Scoperto il primo gene che determina l’ipoplasia renale

Nuova
luce sulle basi genetiche delle anomalie congenite del rene e delle vie
urinarie: lo annunciano ricercatori dell’Istituto Giannina Gaslini di Genova e
della Columbia University di New York in uno studio pubblicato sul New England Journal of Medicine. Lo
ricerca e stata coordinata da Gian Marco
Ghiggeri, responsabile dell’U.O. di Nefrologia, Dialisi e Trapianto dell’Istituto Giannina Gaslini con
contributi dalle Istituzioni sede dello studio (Istituto Gaslini, Columbia
University) nonche dal cruciale supporto
economico di Telethon.

Lo studio
dimostra il ruolo del gene DSTYK come maggiore determinante dello sviluppo dei
reni e delle vie urinarie nell’uomo ed e il risultato di un importante network
internazionale: oltre al team di ricerca del Dr. Ghiggeri (Istituto G. Gaslini,
Genova), vi hanno infatti preso parte Simone Sanna-Cherchi (Columbia
University, New York), ed Ali Gharavi (Columbia University, New York). Inoltre,
molti centri italiani (Montichiari, Parma, Foggia, Alghero), europei
(Macedonia, Polonia, Croazia, Repubblica Ceca) e statunitensi  (Columbia, Yale, Harvard) hanno collaborato
al reclutamento di pazienti. 

Le anomalie
dei reni e dell’apparato urinario, meglio definite nella comunita scientifica con l’acronimo CAKUT (Congenital Anomalies of the
Kidney and Urinary Tract), costituiscono
piu del 20% di tutte le malformazioni fetali e sono la principale causa di
insufficienza renale in eta pediatrica. Circa il 50% dei bambini in dialisi o
portatori di trapianto renale sono affetti dal CAKUT.
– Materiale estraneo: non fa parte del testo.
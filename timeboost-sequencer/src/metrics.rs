use metrics::{Counter, Gauge, Metrics, NoMetrics};

#[derive(Debug)]
#[non_exhaustive]
pub struct GateMetrics {
    /// Active express lane round.
    pub round: Box<dyn Gauge>,
    /// Controller state version.
    pub version: Box<dyn Gauge>,
    pub admitted: Box<dyn Counter>,
    pub rejected: Box<dyn Counter>,
    pub gap_timeouts: Box<dyn Counter>,
    /// Envelopes waiting for a sequence gap to fill.
    pub buffered: Box<dyn Gauge>,
    /// Ordinary transactions waiting for release.
    pub queued_regular: Box<dyn Gauge>,
    pub boosted_out: Box<dyn Counter>,
    pub regular_out: Box<dyn Counter>,
}

impl Default for GateMetrics {
    fn default() -> Self {
        Self::new(&NoMetrics)
    }
}

impl GateMetrics {
    pub fn new<M: Metrics>(m: &M) -> Self {
        Self {
            round: m.create_gauge("express_lane_round", None),
            version: m.create_gauge("express_lane_version", None),
            admitted: m.create_counter("express_lane_admitted", None),
            rejected: m.create_counter("express_lane_rejected", None),
            gap_timeouts: m.create_counter("express_lane_gap_timeouts", None),
            buffered: m.create_gauge("express_lane_buffered", None),
            queued_regular: m.create_gauge("regular_queued", None),
            boosted_out: m.create_counter("boosted_transactions", None),
            regular_out: m.create_counter("regular_transactions", None),
        }
    }
}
Il CAKUT comprende un gruppo di disordini altamente
eterogeneo, le cui cause di insorgenza 
rimangono al piu sconosciute, nonostante decenni di ricerche genetiche.
La severita clinica del CAKUT e
l’ipotizzata base ereditaria della malattia hanno motivato il gruppo del Dr. Ghiggeri e collaboratori ad avviare
uno studio di genetica su larga scala.

I ricercatori 
hanno quindi studiato una famiglia italiana, reclutata in Sardegna, in
cui il CAKUT ricorreva in piu generazioni. 
Grazie alle piu moderne tecniche di analisi genetica (Next-Generation
sequencing), ovvero nel sequenziamento
simultaneo di tutti gli oltre 20,000 geni umani, ha portato all’identificazione di mutazioni del gene DSTYK, dalla
funzione finora sconosciuta.

Grazie al sequenziamento del Dna di ulteriori 311
pazienti con CAKUT, i ricercatori hanno identificato altre mutazioni in 7
pazienti, concludendo cosI che mutazioni
del gene DSTYK sono alla causa di queste malattie in circa il 2.3% dei casi.
Il numero apparentemente piccolo di pazienti portatori di mutazioni di DSTYK
diventa rilevante se si considera la diffusione della malattia soprattutto in
eta pediatrica e sulla gravita del quadro clinico della malattia associata a
tali mutazioni.

Mediante studi funzionali nell’embrione di pesce e
topo, investigatori gli scienziati hanno scoperto che il gene DSTYK codifica
per una proteina che regola il segnale nelle cellule del fibroblast growth
factor (FGF), . una proteina fondamentale per lo sviluppo dei reni nella fase
di vita embrionale dei vertebrati. 

Questo studio
ha quindi contribuito a chiarire i meccanismi patogenetici di una delle
principali cause di insufficienza renale terminale nell’uomo, una malattia estremamente
debilitante che richiede il trapianto renale o la dialisi. Inoltre, pazienti
con insufficienza renale hanno un’elevata mortalita a causa di malattie
cardiovascolari, quali l’infarto cardiaco e l’ictus cerebrale.

Nonostante i notevoli progressi effettuati negli
ultimi decenni in campo di trapianto renale e tecniche di dialisi, gli avanzamenti
in campo di patogenesi e prevenzione sono stati modesti.

Questo studio apre nuovi orizzonti nella comprensione dello sviluppo fisiologico dei reni
e dell’insufficienza renale e, possibilmente, nello sviluppo di nuove strategie diagnostiche e terapeutiche.
Infatti, la scoperta di un gene che regola lo sviluppo e la dimensione dei reni
potrebbe avere implicazioni piu larghe nel vasto campo delle malattie renali
che determinano la riduzione del volume dell’organo.

Nuovi studi dovranno quindi verificare se e come la
gravita di patologie renali chiami in causa la regolazione di DSTYK e se tale
gene possa rappresentare l’obiettivo di terapie specifiche.